H.R. 3202 oblige également les États-Unis à s’opposer aux efforts diplomatiques de nos partenaires arabes et à les pénaliser potentiellement pour tout engagement conséquent avec la Syrie. Après des années de soutien aux États-Unis dans leurs efforts pour renverser le régime d’Assad, ces pays n’accepteront pas d’être punis pour avoir cherché leurs propres alternatives aux politiques américaines ratées. Cela est susceptible de réduire l’influence américaine au Moyen-Orient et de faciliter une plus grande influence chinoise.
L’opposition à HR 3202 n’implique pas un soutien à la normalisation des États-Unis avec Assad, mais seulement une reconnaissance du fait que faire obstacle à l’engagement diplomatique et économique de nos partenaires régionaux serait contre-productif à la fois pour les intérêts américains et pour le bien-être du peuple syrien.
En mai, la Ligue arabe a voté en faveur de la normalisation des relations avec la Syrie de Bachar Al-Assad et de la réadmission de la Syrie au sein de la Ligue.
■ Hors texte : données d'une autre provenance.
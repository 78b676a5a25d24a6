//! Harvest pipeline orchestration.
//!
//! One run: read stored bridges → fetch every source page → extract →
//! classify → dedupe → append new records → notify. The returned
//! [`RunReport`] is the only output surfaced to callers.
//!
//! Failure handling per stage:
//!
//! | Stage | On failure |
//! |-------|-----------|
//! | read storage | logged, run starts with nothing known |
//! | fetch one page | page skipped |
//! | fetch every page | "failed to fetch" message, empty report |
//! | classify a line | line listed as malformed |
//! | append a record | rest of that category abandoned; run returns an error after notifying |
//! | notify | logged, next message still sent |

use std::collections::BTreeMap;
use std::future::Future;
use std::sync::Arc;
use std::time::Duration;

use anyhow::Result;
use tokio::task::JoinSet;
use tracing::{debug, error, info, warn};

use crate::classify::{classify, Clock, SystemClock};
use crate::config::Config;
use crate::dedupe::{dedupe, known_sets_from_documents, KnownSets};
use crate::extract::extract_bridge_lines;
use crate::fetch::HttpFetcher;
use crate::models::{BridgeRecord, Category, RunReport};
use crate::notify::{
    create_notifier, render_malformed, DUPLICATE_BRIDGES_TITLE, FETCH_FAILED_MESSAGE,
    NEW_BRIDGES_TITLE,
};
use crate::store::{open_store, RecordStore};
use crate::traits::{Notifier, PageFetcher};

/// Everything one pipeline run needs, shared between the CLI, the
/// scheduler and the HTTP trigger.
pub struct Harvester {
    urls: BTreeMap<Category, String>,
    fetcher: Arc<dyn PageFetcher>,
    store: Arc<dyn RecordStore>,
    notifier: Arc<dyn Notifier>,
    clock: Arc<dyn Clock>,
    notify_delay: Duration,
}

impl Harvester {
    pub fn new(
        urls: BTreeMap<Category, String>,
        fetcher: Arc<dyn PageFetcher>,
        store: Arc<dyn RecordStore>,
        notifier: Arc<dyn Notifier>,
    ) -> Self {
        Self {
            urls,
            fetcher,
            store,
            notifier,
            clock: Arc::new(SystemClock),
            notify_delay: Duration::from_secs(1),
        }
    }

    pub fn with_clock(mut self, clock: Arc<dyn Clock>) -> Self {
        self.clock = clock;
        self
    }

    pub fn with_notify_delay(mut self, delay: Duration) -> Self {
        self.notify_delay = delay;
        self
    }

    /// Wires the HTTP fetcher, configured store and notifier.
    pub async fn from_config(config: &Config) -> Result<Self> {
        let fetcher = Arc::new(HttpFetcher::new(&config.fetch)?);
        let store = open_store(config).await?;
        let notifier = create_notifier(&config.telegram)?;
        Ok(Self::new(config.sources.urls(), fetcher, store, notifier)
            .with_notify_delay(Duration::from_millis(config.pipeline.notify_delay_ms)))
    }

    pub fn store(&self) -> &Arc<dyn RecordStore> {
        &self.store
    }

    /// Executes one full run.
    ///
    /// Running twice against unchanged pages and storage persists nothing
    /// the second time and reports every line as a duplicate.
    ///
    /// Unreadable storage starts the run with nothing known, so every line
    /// found is treated as new.
    pub async fn run_once(&self) -> Result<RunReport> {
        let mut known = match self.store.read_all().await {
            Ok(docs) => known_sets_from_documents(&docs),
            Err(e) => {
                warn!("Failed to read stored bridges, starting empty: {:#}", e);
                KnownSets::new()
            }
        };

        let lines = self.fetch_all().await;
        let mut report = RunReport::default();

        if lines.is_empty() {
            warn!("No bridge lines found on any source page");
            notify("fetch failure", self.notifier.send_message(FETCH_FAILED_MESSAGE)).await;
            return Ok(report);
        }

        let mut records = Vec::with_capacity(lines.len());
        for line in lines {
            match classify(&line, self.clock.as_ref()) {
                Ok(record) => records.push(record),
                Err(reason) => {
                    debug!("Malformed bridge line ({}): {}", reason, line);
                    report.malformed_bridges.push(line);
                }
            }
        }

        let partition = dedupe(&mut known, records);

        let mut failures = Vec::new();
        for (category, records) in &partition.new {
            let (stored, failure) = self.append_all(*category, records).await;
            if !stored.is_empty() {
                report.new_bridges.insert(*category, stored);
            }
            if let Some(e) = failure {
                failures.push(format!("{}: {:#}", category, e));
            }
        }

        for (category, records) in partition.duplicate {
            report
                .duplicate_bridges
                .insert(category, records.into_iter().map(|r| r.bridge).collect());
        }

        info!(
            new = report.new_count(),
            duplicate = report.duplicate_count(),
            malformed = report.malformed_bridges.len(),
            "Harvest run finished"
        );

        if !report.new_bridges.is_empty() {
            notify(
                "new bridges",
                self.notifier
                    .send_grouped(NEW_BRIDGES_TITLE, &report.new_bridges),
            )
            .await;
            tokio::time::sleep(self.notify_delay).await;
        }

        notify(
            "duplicate bridges",
            self.notifier
                .send_grouped(DUPLICATE_BRIDGES_TITLE, &report.duplicate_bridges),
        )
        .await;

        if !report.malformed_bridges.is_empty() {
            let message = render_malformed(&report.malformed_bridges);
            notify("malformed bridges", self.notifier.send_message(&message)).await;
        }

        if !failures.is_empty() {
            anyhow::bail!("Failed to persist bridges: {}", failures.join("; "));
        }

        Ok(report)
    }

    /// Fetches every source page concurrently and returns the extracted
    /// lines, grouped by source category order. Failed pages contribute
    /// nothing.
    async fn fetch_all(&self) -> Vec<String> {
        let mut tasks = JoinSet::new();
        for (category, url) in &self.urls {
            let fetcher = Arc::clone(&self.fetcher);
            let category = *category;
            let url = url.clone();
            tasks.spawn(async move {
                let result = fetcher.fetch(&url).await;
                (category, url, result)
            });
        }

        let mut pages = BTreeMap::new();
        while let Some(joined) = tasks.join_next().await {
            match joined {
                Ok((category, url, Ok(text))) => {
                    let lines = extract_bridge_lines(&text);
                    debug!("{}: {} bridge lines from {}", category, lines.len(), url);
                    pages.insert(category, lines);
                }
                Ok((category, url, Err(e))) => {
                    warn!("Skipping {} source {}: {:#}", category, url, e);
                }
                Err(e) => warn!("Fetch task failed: {}", e),
            }
        }

        pages.into_values().flatten().collect()
    }

    /// Appends records in order, stopping at the first failure. Returns
    /// the lines that were stored and the failure, if any.
    async fn append_all(
        &self,
        category: Category,
        records: &[BridgeRecord],
    ) -> (Vec<String>, Option<anyhow::Error>) {
        let mut stored = Vec::with_capacity(records.len());
        for (i, record) in records.iter().enumerate() {
            if let Err(e) = self.store.append(category, record).await {
                error!(
                    "Failed to store {} bridge; abandoning {} remaining: {:#}",
                    category,
                    records.len() - i,
                    e
                );
                return (stored, Some(e));
            }
            stored.push(record.bridge.clone());
        }
        (stored, None)
    }
}

async fn notify<F>(what: &str, send: F)
where
    F: Future<Output = Result<()>>,
{
    if let Err(e) = send.await {
        warn!("Failed to send {} notification: {:#}", what, e);
    }
}
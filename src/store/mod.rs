//! Storage abstraction for harvested bridges.
//!
//! The [`RecordStore`] trait covers the two operations the pipeline needs:
//! read every persisted record grouped by category, and append one record
//! to a category. Storage is append-only; records are never updated or
//! removed.
//!
//! Backends:
//!
//! | Backend | Module | Notes |
//! |---------|--------|-------|
//! | JSON files | [`json_file`] | one `<category>.json` per category (default) |
//! | SQLite | [`sqlite`] | single `bridges` table |
//! | In-memory | [`memory`] | tests and in-process use |

pub mod json_file;
pub mod memory;
pub mod sqlite;

use std::collections::BTreeMap;
use std::sync::Arc;

use anyhow::{bail, Result};
use async_trait::async_trait;
use serde::{Deserialize, Serialize};

use crate::config::Config;
use crate::models::{BridgeRecord, Category};

pub use json_file::JsonFileStore;
pub use memory::InMemoryStore;
pub use sqlite::SqliteStore;

/// Persisted records of one category, in append order.
///
/// Entries are kept as raw JSON so that hand-edited or older documents
/// still load; only the `bridge` field is relied on.
#[derive(Debug, Clone, Default, PartialEq, Serialize, Deserialize)]
pub struct CategoryDocument {
    #[serde(default)]
    pub bridges: Vec<serde_json::Value>,
}

impl CategoryDocument {
    /// The `bridge` lines of every well-formed entry.
    pub fn lines(&self) -> impl Iterator<Item = &str> {
        self.bridges
            .iter()
            .filter_map(|entry| entry.get("bridge").and_then(|b| b.as_str()))
    }
}

/// Abstract storage backend.
///
/// # Operations
///
/// | Method | Purpose |
/// |--------|---------|
/// | [`read_all`](RecordStore::read_all) | Every category's document; unreadable ones come back empty |
/// | [`append`](RecordStore::append) | Durably add one record to a category |
#[async_trait]
pub trait RecordStore: Send + Sync {
    /// Reads every category.
    ///
    /// A missing or corrupt category document is returned as empty rather
    /// than failing the whole read.
    async fn read_all(&self) -> Result<BTreeMap<Category, CategoryDocument>>;

    /// Appends `record` to `category`. The write is durable once this
    /// returns `Ok`.
    async fn append(&self, category: Category, record: &BridgeRecord) -> Result<()>;
}

/// Opens the backend selected by `storage.backend`.
pub async fn open_store(config: &Config) -> Result<Arc<dyn RecordStore>> {
    match config.storage.backend.as_str() {
        "json" => Ok(Arc::new(JsonFileStore::new(&config.storage.dir))),
        "sqlite" => Ok(Arc::new(SqliteStore::open(&config.storage.path).await?)),
        other => bail!(
            "Unknown storage backend: '{}'. Must be json or sqlite.",
            other
        ),
    }
}

/// Prepares the configured backend: creates the JSON directory or the
/// SQLite schema. Safe to run repeatedly.
pub async fn init_store(config: &Config) -> Result<()> {
    match config.storage.backend.as_str() {
        "json" => JsonFileStore::new(&config.storage.dir).init(),
        "sqlite" => {
            let store = SqliteStore::open(&config.storage.path).await?;
            store.close().await;
            Ok(())
        }
        other => bail!(
            "Unknown storage backend: '{}'. Must be json or sqlite.",
            other
        ),
    }
}
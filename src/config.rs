use anyhow::{Context, Result};
use serde::Deserialize;
use std::collections::BTreeMap;
use std::path::{Path, PathBuf};

use crate::models::Category;

#[derive(Debug, Deserialize, Clone, Default)]
pub struct Config {
    #[serde(default)]
    pub sources: SourcesConfig,
    #[serde(default)]
    pub fetch: FetchConfig,
    #[serde(default)]
    pub storage: StorageConfig,
    #[serde(default)]
    pub telegram: TelegramConfig,
    #[serde(default)]
    pub pipeline: PipelineConfig,
    #[serde(default)]
    pub schedule: ScheduleConfig,
    #[serde(default)]
    pub server: ServerConfig,
}

/// One page URL per category.
#[derive(Debug, Deserialize, Clone)]
pub struct SourcesConfig {
    #[serde(default = "default_obfs4_ipv4_url")]
    pub obfs4_ipv4: String,
    #[serde(default = "default_obfs4_ipv6_url")]
    pub obfs4_ipv6: String,
    #[serde(default = "default_webtunnel_ipv4_url")]
    pub webtunnel_ipv4: String,
    #[serde(default = "default_webtunnel_ipv6_url")]
    pub webtunnel_ipv6: String,
}

impl Default for SourcesConfig {
    fn default() -> Self {
        Self {
            obfs4_ipv4: default_obfs4_ipv4_url(),
            obfs4_ipv6: default_obfs4_ipv6_url(),
            webtunnel_ipv4: default_webtunnel_ipv4_url(),
            webtunnel_ipv6: default_webtunnel_ipv6_url(),
        }
    }
}

impl SourcesConfig {
    pub fn urls(&self) -> BTreeMap<Category, String> {
        BTreeMap::from([
            (Category::Obfs4Ipv4, self.obfs4_ipv4.clone()),
            (Category::Obfs4Ipv6, self.obfs4_ipv6.clone()),
            (Category::WebtunnelIpv4, self.webtunnel_ipv4.clone()),
            (Category::WebtunnelIpv6, self.webtunnel_ipv6.clone()),
        ])
    }
}

fn default_obfs4_ipv4_url() -> String {
    "https://bridges.torproject.org/bridges?transport=obfs4".to_string()
}
fn default_obfs4_ipv6_url() -> String {
    "https://bridges.torproject.org/bridges?transport=obfs4&ipv6=yes".to_string()
}
fn default_webtunnel_ipv4_url() -> String {
    "https://bridges.torproject.org/bridges?transport=webtunnel".to_string()
}
fn default_webtunnel_ipv6_url() -> String {
    "https://bridges.torproject.org/bridges?transport=webtunnel&ipv6=yes".to_string()
}

#[derive(Debug, Deserialize, Clone)]
pub struct FetchConfig {
    #[serde(default = "default_timeout_secs")]
    pub timeout_secs: u64,
    #[serde(default = "default_user_agent")]
    pub user_agent: String,
    #[serde(default = "default_referer")]
    pub referer: String,
    #[serde(default = "default_accept_language")]
    pub accept_language: String,
}

impl Default for FetchConfig {
    fn default() -> Self {
        Self {
            timeout_secs: default_timeout_secs(),
            user_agent: default_user_agent(),
            referer: default_referer(),
            accept_language: default_accept_language(),
        }
    }
}

fn default_timeout_secs() -> u64 {
    30
}
fn default_user_agent() -> String {
    "Mozilla/5.0 (Windows NT 10.0; Win64; x64) AppleWebKit/537.36 (KHTML, like Gecko) Chrome/91.0.4472.124 Safari/537.36".to_string()
}
fn default_referer() -> String {
    "https://bridges.torproject.org/".to_string()
}
fn default_accept_language() -> String {
    "en-US,en;q=0.5".to_string()
}

#[derive(Debug, Deserialize, Clone)]
pub struct StorageConfig {
    #[serde(default = "default_backend")]
    pub backend: String,
    /// Directory for the JSON backend.
    #[serde(default = "default_storage_dir")]
    pub dir: PathBuf,
    /// Database file for the SQLite backend.
    #[serde(default = "default_storage_path")]
    pub path: PathBuf,
}

impl Default for StorageConfig {
    fn default() -> Self {
        Self {
            backend: default_backend(),
            dir: default_storage_dir(),
            path: default_storage_path(),
        }
    }
}

fn default_backend() -> String {
    "json".to_string()
}
fn default_storage_dir() -> PathBuf {
    PathBuf::from("config")
}
fn default_storage_path() -> PathBuf {
    PathBuf::from("data/bridges.sqlite")
}

#[derive(Debug, Deserialize, Clone)]
pub struct TelegramConfig {
    #[serde(default)]
    pub bot_token: Option<String>,
    #[serde(default)]
    pub chat_id: Option<String>,
    #[serde(default = "default_api_base")]
    pub api_base: String,
    #[serde(default = "default_max_message_chars")]
    pub max_message_chars: usize,
}

impl Default for TelegramConfig {
    fn default() -> Self {
        Self {
            bot_token: None,
            chat_id: None,
            api_base: default_api_base(),
            max_message_chars: default_max_message_chars(),
        }
    }
}

impl TelegramConfig {
    pub fn is_enabled(&self) -> bool {
        let set = |v: &Option<String>| v.as_deref().is_some_and(|s| !s.trim().is_empty());
        set(&self.bot_token) && set(&self.chat_id)
    }
}

fn default_api_base() -> String {
    "https://api.telegram.org".to_string()
}
fn default_max_message_chars() -> usize {
    4096
}

#[derive(Debug, Deserialize, Clone)]
pub struct PipelineConfig {
    /// Pause after the new-bridges message before the next one.
    #[serde(default = "default_notify_delay_ms")]
    pub notify_delay_ms: u64,
}

impl Default for PipelineConfig {
    fn default() -> Self {
        Self {
            notify_delay_ms: default_notify_delay_ms(),
        }
    }
}

fn default_notify_delay_ms() -> u64 {
    1000
}

#[derive(Debug, Deserialize, Clone)]
pub struct ScheduleConfig {
    #[serde(default = "default_true")]
    pub enabled: bool,
    #[serde(default = "default_interval_hours")]
    pub interval_hours: u64,
}

impl Default for ScheduleConfig {
    fn default() -> Self {
        Self {
            enabled: true,
            interval_hours: default_interval_hours(),
        }
    }
}

/// Longest accepted schedule interval (one year).
pub const MAX_INTERVAL_HOURS: u64 = 24 * 365;

fn default_true() -> bool {
    true
}
fn default_interval_hours() -> u64 {
    12
}

#[derive(Debug, Deserialize, Clone)]
pub struct ServerConfig {
    #[serde(default = "default_bind")]
    pub bind: String,
}

impl Default for ServerConfig {
    fn default() -> Self {
        Self {
            bind: default_bind(),
        }
    }
}

fn default_bind() -> String {
    "127.0.0.1:3000".to_string()
}

/// Loads configuration from `path`, applies environment overrides and
/// validates the result.
///
/// A missing file is not an error: every setting has a default.
pub fn load_config(path: &Path) -> Result<Config> {
    let mut config = if path.exists() {
        let content = std::fs::read_to_string(path)
            .with_context(|| format!("Failed to read config file: {}", path.display()))?;
        parse_config(&content)?
    } else {
        Config::default()
    };

    apply_env_overrides(&mut config, |key| std::env::var(key).ok())?;
    validate(&config)?;
    Ok(config)
}

pub fn parse_config(content: &str) -> Result<Config> {
    toml::from_str(content).with_context(|| "Failed to parse config file")
}

/// Overrides from the deployment environment:
/// `TELEGRAM_BOT_TOKEN`, `TELEGRAM_CHAT_ID`, `INTERVAL_HOURS`,
/// `DISABLE_INTERNAL_CRON`, `BIND_ADDR`.
pub fn apply_env_overrides<F>(config: &mut Config, var: F) -> Result<()>
where
    F: Fn(&str) -> Option<String>,
{
    if let Some(token) = var("TELEGRAM_BOT_TOKEN").filter(|v| !v.is_empty()) {
        config.telegram.bot_token = Some(token);
    }
    if let Some(chat) = var("TELEGRAM_CHAT_ID").filter(|v| !v.is_empty()) {
        config.telegram.chat_id = Some(chat);
    }
    if let Some(hours) = var("INTERVAL_HOURS").filter(|v| !v.is_empty()) {
        config.schedule.interval_hours = hours
            .trim()
            .parse()
            .with_context(|| format!("INTERVAL_HOURS must be a whole number, got '{}'", hours))?;
    }
    if let Some(disabled) = var("DISABLE_INTERNAL_CRON") {
        if disabled.trim().eq_ignore_ascii_case("true") {
            config.schedule.enabled = false;
        }
    }
    if let Some(bind) = var("BIND_ADDR").filter(|v| !v.is_empty()) {
        config.server.bind = bind;
    }
    Ok(())
}

fn validate(config: &Config) -> Result<()> {
    for (category, url) in config.sources.urls() {
        if !(url.starts_with("http://") || url.starts_with("https://")) {
            anyhow::bail!("sources.{} must be an http(s) URL, got '{}'", category, url);
        }
    }

    if config.fetch.timeout_secs == 0 {
        anyhow::bail!("fetch.timeout_secs must be > 0");
    }

    match config.storage.backend.as_str() {
        "json" | "sqlite" => {}
        other => anyhow::bail!(
            "Unknown storage backend: '{}'. Must be json or sqlite.",
            other
        ),
    }

    if config.telegram.max_message_chars == 0 {
        anyhow::bail!("telegram.max_message_chars must be > 0");
    }

    if config.schedule.interval_hours == 0 {
        anyhow::bail!("schedule.interval_hours must be >= 1");
    }
    if config.schedule.interval_hours > MAX_INTERVAL_HOURS {
        anyhow::bail!(
            "schedule.interval_hours must be <= {}, got {}",
            MAX_INTERVAL_HOURS,
            config.schedule.interval_hours
        );
    }

    Ok(())
}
L’adhésion de la Syrie a été suspendue il y a 12 ans en raison de la brutalité d’Assad dans la guerre civile syrienne et de la conviction qu’il serait chassé du pouvoir. Les pays de la Ligue arabe qui soutiennent maintenant la normalisation, comme l’Arabie saoudite, étaient auparavant de fervents partisans des efforts visant à renverser Assad.
Arab League normalization of relations with Syria conflicts with current U.S. policy toward Assad-controlled Syria. U.S. policy calls for the diplomatic and economic isolation of Syria, including through extensive economic sanctions that prevent the reconstitution of the devastated Syrian economy and infrastructure.https://www.youtube.com/live/MFsFOS5Odno?feature=share&t=875." rel="footnote">1 Les efforts des États-Unis pour isoler la Syrie remontent au début de la guerre civile du pays en 2011, mais n’ont pas chassé Assad du pouvoir.
Les membres de la Ligue arabe semblent avoir conclu que les efforts pour isoler et renverser Assad ont échoué et que la politique actuelle aggrave les choses. Tant que l’économie syrienne restera en ruines, davantage de réfugiés sortiront du pays, le commerce illégal de la drogue augmentera et davantage de Syriens rejoindront des groupes radicaux. Ils soutiennent que seuls l’engagement et une voie permettant au peuple syrien traumatisé de reconstruire sa vie peuvent commencer à inverser ces tendances, et également saper la dépendance d’Assad à l’égard de l’Iran.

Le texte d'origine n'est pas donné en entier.